I love a good film. I'm not ashamed of it. I work two jobs and I write constantly so I don't have time for TV, but films are a different story. They're a finite block I can fit into a particular day. It's a love I share with my daughter who, like me, doesn't really watch TV but is a film-a-holic. We're working our way through various fairy tale reworkings and fantasy tales. She's too little to pay much heed to quality special effects or famous names, so I am at full liberty to introduce her the films I loved when I was little. Apart from the Disney staples (Sleeping Beauty, Cinderella etc), we're working our way through the delights of The Slipper and the Rose and Labyrinth (there's a men in breeches theme running in my choices, which may have sowed the seeds for my love of historical romance), not to mention The Neverending Story and various magnificent MGM musicals.

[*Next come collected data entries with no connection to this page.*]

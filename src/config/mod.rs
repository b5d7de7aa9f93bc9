//! Configuration module

mod site;

pub use site::ColorsConfig;
pub use site::LinkConfig;
pub use site::RevealConfig;
pub use site::SectionConfig;
pub use site::SiteConfig;
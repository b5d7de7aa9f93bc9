//! URL helper functions

use indexmap::IndexMap;
use percent_encoding::{utf8_percent_encode, AsciiSet, NON_ALPHANUMERIC};
use std::collections::HashSet;

use crate::config::SiteConfig;

/// Generate a URL with the root path
///
/// # Examples
/// ```ignore
/// url_for(&config, "/archive/") // -> "/folio/archive/"
/// ```
pub fn url_for(config: &SiteConfig, path: &str) -> String {
    if is_external(path) || path.starts_with('#') || path.starts_with("mailto:") {
        return path.to_string();
    }

    let root = config.root.trim_end_matches('/');
    let path = path.trim_start_matches('/');

    if path.is_empty() {
        format!("{}/", root)
    } else {
        format!("{}/{}", root, path)
    }
}

/// Generate a full URL including the domain
pub fn full_url_for(config: &SiteConfig, path: &str) -> String {
    let base = config.url.trim_end_matches('/');
    let path = url_for(config, path);
    if is_external(&path) {
        path
    } else {
        format!("{}{}", base, path)
    }
}

/// Whether a link leaves the site
pub fn is_external(path: &str) -> bool {
    path.starts_with("http://") || path.starts_with("https://") || path.starts_with("//")
}

// Unreserved marks stay readable, as with JavaScript's encodeURIComponent
const COMPONENT: &AsciiSet = &NON_ALPHANUMERIC
    .remove(b'-')
    .remove(b'_')
    .remove(b'.')
    .remove(b'!')
    .remove(b'~')
    .remove(b'*')
    .remove(b'\'')
    .remove(b'(')
    .remove(b')');

/// Percent-encode a query or path component
pub fn encode_url(component: &str) -> String {
    utf8_percent_encode(component, COMPONENT).to_string()
}

/// URL-friendly form of a tag, used for per-tag pages.
/// `+` and `#` are spelled out so that C, C++ and C# stay distinct.
pub fn tag_slug(tag: &str) -> String {
    slug::slugify(tag.replace('+', " plus ").replace('#', " sharp "))
}

/// Assign each tag a distinct page slug, in the order given.
///
/// Tags are case-sensitive but slugs are not, so a tag whose slug is already
/// taken gets the first free `-2`, `-3`, ... suffix. Tags without a usable
/// slug are left out.
pub fn tag_slugs<'a, I>(tags: I) -> IndexMap<String, String>
where
    I: IntoIterator<Item = &'a str>,
{
    let mut taken = HashSet::new();
    let mut slugs = IndexMap::new();

    for tag in tags {
        let base = tag_slug(tag);
        if base.is_empty() || slugs.contains_key(tag) {
            continue;
        }
        let mut slug = base.clone();
        let mut counter = 1;
        while taken.contains(&slug) {
            counter += 1;
            slug = format!("{}-{}", base, counter);
        }
        taken.insert(slug.clone());
        slugs.insert(tag.to_string(), slug);
    }

    slugs
}
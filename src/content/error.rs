//! Content errors

use std::path::PathBuf;
use thiserror::Error;

/// Errors raised while loading portfolio content.
///
/// Content is author-controlled and validated once at build time. Unreadable
/// files and broken front-matter are skipped with a warning; everything else
/// aborts generation.
#[derive(Debug, Error)]
pub enum ContentError {
    #[error("{path:?}: malformed date {value:?}")]
    MalformedDate { path: PathBuf, value: String },

    #[error("{path:?}: record has an empty title")]
    EmptyTitle { path: PathBuf },

    #[error("{path:?}: {source}")]
    Io {
        path: PathBuf,
        #[source]
        source: std::io::Error,
    },

    #[error("{path:?}: invalid front-matter: {message}")]
    FrontMatter { path: PathBuf, message: String },

    #[error("{path:?}: failed to render markdown: {message}")]
    Render { path: PathBuf, message: String },
}

impl ContentError {
    /// Whether the loader may skip the offending file and carry on
    pub fn is_skippable(&self) -> bool {
        matches!(self, ContentError::Io { .. } | ContentError::FrontMatter { .. })
    }
}
//! Built-in portfolio templates using the Tera template engine
//!
//! All templates are embedded directly in the binary, so a site needs no
//! theme directory of its own.

use anyhow::Result;
use serde::Serialize;
use std::collections::HashMap;
use tera::{Context, Tera};

use crate::helpers;

/// Template renderer with the embedded portfolio theme
pub struct TemplateRenderer {
    tera: Tera,
}

impl TemplateRenderer {
    /// Create a new renderer with all templates loaded
    pub fn new() -> Result<Self> {
        let mut tera = Tera::default();

        // Values are escaped explicitly in the templates; rendered markdown
        // and reveal attributes must pass through untouched
        tera.autoescape_on(vec![]);

        tera.add_raw_templates(vec![
            ("layout.html", include_str!("folio/layout.html")),
            ("index.html", include_str!("folio/index.html")),
            ("projects.html", include_str!("folio/projects.html")),
            ("archive.html", include_str!("folio/archive.html")),
            // Partials
            ("partials/nav.html", include_str!("folio/partials/nav.html")),
            (
                "partials/projects.html",
                include_str!("folio/partials/projects.html"),
            ),
            ("macros.html", include_str!("folio/macros.html")),
            (
                "partials/reveal.html",
                include_str!("folio/partials/reveal.html"),
            ),
        ])?;

        tera.register_filter("rgba", rgba_filter);
        tera.register_filter("ui_icon", ui_icon_filter);

        Ok(Self { tera })
    }

    /// Render a template with given context
    pub fn render(&self, template_name: &str, context: &Context) -> Result<String> {
        Ok(self.tera.render(template_name, context)?)
    }
}

/// Tera filter: `#rrggbb` to `rgba(..)`, `alpha` defaults to 1
fn rgba_filter(
    value: &tera::Value,
    args: &HashMap<String, tera::Value>,
) -> tera::Result<tera::Value> {
    let hex = tera::try_get_value!("rgba", "value", String, value);
    let alpha = match args.get("alpha") {
        Some(val) => tera::try_get_value!("rgba", "alpha", f32, val),
        None => 1.0,
    };
    // Leave values that are not plain hex colours (named colours, var(..)) alone
    Ok(tera::Value::String(
        helpers::hex_to_rgba(&hex, alpha).unwrap_or(hex),
    ))
}

/// Tera filter: inline SVG for a UI icon name, empty for unknown names
fn ui_icon_filter(
    value: &tera::Value,
    _args: &HashMap<String, tera::Value>,
) -> tera::Result<tera::Value> {
    let name = tera::try_get_value!("ui_icon", "value", String, value);
    Ok(tera::Value::String(
        helpers::ui_icon(&name).unwrap_or_default().to_string(),
    ))
}

/// Data structures for template context

#[derive(Debug, Clone, Serialize)]
pub struct SiteData {
    pub title: String,
    pub author: String,
    pub tagline: String,
    pub description: String,
    pub language: String,
    pub email: String,
    pub root: String,
    pub colors: ColorsData,
    pub nav: Vec<LinkData>,
    pub social: Vec<LinkData>,
    pub reveal_enabled: bool,
    pub reveal_script_url: String,
    pub console_banner: Option<String>,
    pub current_year: String,
}

#[derive(Debug, Clone, Serialize)]
pub struct ColorsData {
    pub green: String,
    pub navy: String,
    pub dark_navy: String,
}

#[derive(Debug, Clone, Serialize)]
pub struct LinkData {
    pub name: String,
    pub href: String,
    pub external: bool,
}

/// A technology tag with its resolved icon
#[derive(Debug, Clone, Serialize)]
pub struct TechData {
    pub name: String,
    pub icon: String,
}

/// One checkbox-style entry of the tag filter bar
#[derive(Debug, Clone, Serialize)]
pub struct TagFilterData {
    pub name: String,
    pub count: usize,
    pub selected: bool,
    /// Page showing the listing with this tag toggled
    pub href: String,
    pub reveal: String,
}

#[derive(Debug, Clone, Serialize)]
pub struct ProjectCardData {
    pub title: String,
    pub company: Option<String>,
    pub github: Option<String>,
    pub external: Option<String>,
    pub body_html: String,
    pub tech: Vec<TechData>,
    pub reveal: String,
    pub transition_delay: u32,
}

/// The "Show More" / "Show Less" affordance
#[derive(Debug, Clone, Serialize)]
pub struct ToggleData {
    pub label: String,
    pub href: String,
}

#[derive(Debug, Clone, Serialize)]
pub struct ProjectsSectionData {
    pub heading: String,
    pub heading_reveal: String,
    pub subtitle: Option<String>,
    pub filters: Vec<TagFilterData>,
    pub selected: Vec<String>,
    pub cards: Vec<ProjectCardData>,
    pub visible_count: usize,
    pub toggle: Option<ToggleData>,
}

#[derive(Debug, Clone, Serialize)]
pub struct CertificateRowData {
    /// Year header rendered before this row
    pub divider: Option<i32>,
    pub year: String,
    pub title: String,
    /// Issuer, or an em dash when unknown
    pub company: String,
    pub tech: Vec<TechData>,
    pub github: Option<String>,
    pub external: Option<String>,
    pub reveal: String,
}

#[derive(Debug, Clone, Serialize)]
pub struct CertificatesSectionData {
    pub heading: String,
    pub heading_reveal: String,
    pub subtitle: Option<String>,
    pub subtitle_reveal: String,
    pub table_reveal: String,
    pub rows: Vec<CertificateRowData>,
    /// Certificates left out of the section
    pub remaining: usize,
    pub ellipsis_reveal: String,
    pub archive_href: String,
    pub archive_reveal: String,
}

#[derive(Debug, Clone, Serialize)]
pub struct ArchiveData {
    pub heading: String,
    pub subtitle: String,
    pub heading_reveal: String,
    pub table_reveal: String,
    pub rows: Vec<CertificateRowData>,
}

#[cfg(test)]
mod tests {
    use super::*;

    fn call(
        filter: fn(&tera::Value, &HashMap<String, tera::Value>) -> tera::Result<tera::Value>,
        value: &str,
        args: &[(&str, tera::Value)],
    ) -> String {
        let args: HashMap<String, tera::Value> =
            args.iter().map(|(k, v)| (k.to_string(), v.clone())).collect();
        filter(&tera::Value::String(value.to_string()), &args)
            .unwrap()
            .as_str()
            .unwrap()
            .to_string()
    }

    #[test]
    fn test_templates_load() {
        assert!(TemplateRenderer::new().is_ok());
    }

    #[test]
    fn test_rgba_filter() {
        assert_eq!(
            call(rgba_filter, "#64ffda", &[("alpha", tera::Value::from(0.5))]),
            "rgba(100,255,218,0.5)"
        );
        assert_eq!(call(rgba_filter, "#0a192f", &[]), "rgba(10,25,47,1)");
        assert_eq!(call(rgba_filter, "tomato", &[]), "tomato");
    }

    #[test]
    fn test_ui_icon_filter() {
        assert!(call(ui_icon_filter, "Folder", &[]).contains("feather-folder"));
        assert_eq!(call(ui_icon_filter, "Unknown", &[]), "");
    }
}
//! Create a new project or certificate

use anyhow::{Context, Result};
use std::fs;
use std::path::PathBuf;

use crate::content::{parse_date_string, Section};
use crate::Folio;

pub(crate) const PROJECT_SCAFFOLD: &str = r#"---
date: {{ date }}
title: {{ title }}
github: ''
external: ''
tech: {{ tech }}
company: {{ company }}
showInProjects: true
---
"#;

pub(crate) const CERTIFICATE_SCAFFOLD: &str = r#"---
date: {{ date }}
title: {{ title }}
github: ''
external: ''
tech: {{ tech }}
company: {{ company }}
---
"#;

/// Front-matter values for a new record
#[derive(Debug, Clone, Default)]
pub struct NewRecord {
    pub title: String,
    pub tech: Vec<String>,
    pub company: Option<String>,
    /// Defaults to today
    pub date: Option<String>,
    /// File name without extension; defaults to the slugified title
    pub path: Option<String>,
}

/// Write a new record from the section's scaffold and return its path
pub fn create_record(folio: &Folio, section: Section, record: &NewRecord) -> Result<PathBuf> {
    if record.title.trim().is_empty() {
        anyhow::bail!("Title must not be empty");
    }

    let date = match &record.date {
        Some(date) => {
            if parse_date_string(date).is_none() {
                anyhow::bail!("Invalid date: {:?}. Expected YYYY-MM-DD", date);
            }
            date.clone()
        }
        None => chrono::Local::now().format("%Y-%m-%d").to_string(),
    };

    let target_dir = folio.content_dir.join(section.dir_name());
    fs::create_dir_all(&target_dir)?;

    let filename = match &record.path {
        Some(p) => format!("{}.md", p.trim_end_matches(".md")),
        None => format!("{}.md", slug::slugify(&record.title)),
    };
    let file_path = target_dir.join(filename);

    // Check if file already exists
    if file_path.exists() {
        anyhow::bail!("File already exists: {:?}", file_path);
    }

    let scaffold_content = load_scaffold(folio, section)?;
    let tech = record
        .tech
        .iter()
        .map(|t| yaml_quote(t))
        .collect::<Vec<_>>()
        .join(", ");
    let content = scaffold_content
        .replace("{{ title }}", &yaml_quote(&record.title))
        .replace("{{ date }}", &yaml_quote(&date))
        .replace("{{ tech }}", &format!("[{}]", tech))
        .replace(
            "{{ company }}",
            &yaml_quote(record.company.as_deref().unwrap_or_default()),
        );

    fs::write(&file_path, content).with_context(|| format!("Failed to write {:?}", file_path))?;
    tracing::info!("Created: {:?}", file_path);

    Ok(file_path)
}

/// The site's scaffold for a section, or the built-in one
fn load_scaffold(folio: &Folio, section: Section) -> Result<String> {
    let name = match section {
        Section::Projects => "project",
        Section::Certificates => "certificate",
    };
    let scaffold_path = folio.base_dir.join("scaffolds").join(format!("{}.md", name));

    if scaffold_path.exists() {
        fs::read_to_string(&scaffold_path)
            .with_context(|| format!("Failed to read {:?}", scaffold_path))
    } else {
        Ok(match section {
            Section::Projects => PROJECT_SCAFFOLD,
            Section::Certificates => CERTIFICATE_SCAFFOLD,
        }
        .to_string())
    }
}

/// Single-quoted YAML scalar
pub(crate) fn yaml_quote(s: &str) -> String {
    format!("'{}'", s.replace('\'', "''"))
}
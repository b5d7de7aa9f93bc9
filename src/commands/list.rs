//! List site content

use anyhow::Result;
use std::fmt::Write as _;

use crate::content::{Catalog, ContentRecord, Section};
use crate::view::{group_by_year_with_dividers, Listing, ViewState};
use crate::Folio;

/// List site content by type, with the listing state given by flags
pub fn run(folio: &Folio, content_type: &str, tech: &[String], all: bool) -> Result<()> {
    let catalog = folio.load_catalog()?;
    let state = ViewState::new(tech.iter().cloned(), all);
    print!("{}", render(folio, &catalog, content_type, &state)?);
    Ok(())
}

/// Render a listing as plain text
pub fn render(
    folio: &Folio,
    catalog: &Catalog,
    content_type: &str,
    state: &ViewState,
) -> Result<String> {
    let mut out = String::new();

    match content_type {
        "tag" | "tags" => {
            let listing = Listing::for_section(&catalog.projects, Section::Projects);
            writeln!(out, "Tags ({}):", listing.sorted_tags().len())?;
            for tag in listing.sorted_tags() {
                writeln!(out, "  {} ({})", tag.name, tag.count)?;
            }
        }
        "archive" => {
            let listing = Listing::for_section(&catalog.certificates, Section::Certificates);
            writeln!(out, "Archive ({} certificates):", listing.records().len())?;
            for entry in group_by_year_with_dividers(listing.records().iter().copied()) {
                if let Some(year) = entry.divider {
                    writeln!(out, "  -- {} --", year)?;
                }
                writeln!(out, "{}", record_line(entry.record))?;
            }
        }
        other => {
            let section: Section = other.parse().map_err(|_| {
                anyhow::anyhow!(
                    "Unknown type: {}. Available: projects, certificates, tags, archive",
                    other
                )
            })?;
            let listing = Listing::for_section(catalog.section(section), section);
            let view = listing.view(state, folio.config.display_limit(section));

            write!(
                out,
                "{} ({} of {}",
                folio.config.heading(section),
                view.shown.len(),
                view.visible_count
            )?;
            if !view.selected_tags.is_empty() {
                write!(out, ", tech: {}", view.selected_tags.join(", "))?;
            }
            writeln!(out, "):")?;

            if !view.sorted_tags.is_empty() {
                let tags: Vec<String> = view
                    .sorted_tags
                    .iter()
                    .map(|t| {
                        let mark = if state.is_selected(&t.name) { "*" } else { "" };
                        format!("{}{} ({})", mark, t.name, t.count)
                    })
                    .collect();
                writeln!(out, "Tags: {}", tags.join(", "))?;
            }

            for record in &view.shown {
                writeln!(out, "{}", record_line(record))?;
            }
            if view.has_more {
                writeln!(
                    out,
                    "  ... {} more (use --all)",
                    view.visible_count - view.shown.len()
                )?;
            }
        }
    }

    Ok(out)
}

fn record_line(record: &ContentRecord) -> String {
    let date = record
        .date
        .map(|d| d.format("%Y-%m-%d").to_string())
        .unwrap_or_else(|| "----------".to_string());
    let mut line = format!("  {}  {}", date, record.title);
    if let Some(company) = &record.company {
        line.push_str(&format!(" ({})", company));
    }
    if !record.tech.is_empty() {
        line.push_str(&format!(" [{}]", record.tech.join(", ")));
    }
    line
}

When my daughter is tucked up in her bed I am at liberty to pursue other genres. I grew up watching old films. Some of my happiest film-viewing memories are of being wedged on a sofa between my sisters smothered in a dog-haired sofa blanket watching the witty interplay between Cary Grant and Katherine Hepburn, Humphrey Bogart and Lauren Bacall, Audrey Hepburn and Gregory Peck. I love them still. Nothing gladdens my heart more than buying the traditional Christmas copy of the misnamed Radio Times and finding films by Alfred Hitchcock, or Powell & Pressburger on the box. My favorite film of all time has to be Powell & Pressburger's I Know Where I'm Going. The splendor of IKWIG is a blog post in itself, however, so I will try to get back to the main point.
I have blogged before about the connection between historical romance and the fairy tale, so I won't go over old ground here. What has sparked my interest this week is the interplay between fiction writing and film. This is inspired by finishing two excellent books by Patricia Ryan, Silken Threads and The Sun and The Moon. Both are a billy bargain on Kindle (it would simply have been rude not to snap them up), but more importantly they are really rather wonderful.
I'm usually the first to say that I am not a fan of medieval historical romance. There are too many books knocking about stuffed full of irritating archaic vocabulary and ludicrous behavior. You know the type of thing: gently born convent-bred maiden gets kidnapped by hulking warrior but wins his love by stabbing him with his own sword, whilst thee-ing and thou-ing all over the castle and indulging in some brutal nooky in his war-tent. I'm not in the business of slagging off authors so I won't offer a reading list, but I'm sure those of you who regularly browse historical romance will be able to think of a few examples. Anyway, my pet hates are irrelevant here because Patricia Ryan is a different kettle of fish. Her books are thoughtful and romantic. Her use of archaic language doesn't distract, it enhances. Her characters are believable for their period, but also believable and likable as real human beings. A character's likability is a big deal for me!
Apart from just enjoying them on their own merits, what caught my eye about Silken Threads and The Sun and the Moon was that they re-work plots from Hitchcock's Notorious and Rear Window. Not re-workings of fairy tales which we see frequently in the historical romance genre, but loose re-workings of Hitchcock's tightly plotted suspense films, complete with walk on parts for the man himself. Instead of taking an old idea into the future as in the cases of West Side Story / Romeo and Juliet or 10 Things I Hate About You / The Taming of the Shrew, it's taking a new(ish) idea and placing it in the past.
Now I LOVE this idea and it got me thinking about what other films would translate into my genre of choice. This is my favorite kind of daydream - different ideas colliding and becoming something new. It's this type of thinking that produces plot ideas and characters and situations - and serendipity usually plays a hand.
On the Hitchcock front, Suspicion seems an almost too obvious choice, particularly for a period when divorce was well nigh impossible and people resorted to the most dastardly means to rid themselves of their spouses as evidenced by a fascinating post by Judith Flanders called How to Murder Your Wife in 2 Easy Steps.
That's almost too easy. But how about something different? Like Eternal Sunshine of the Spotless Mind, or Speed, or A Life Less Ordinary?
What films would you like to see re-worked as historical romance and why?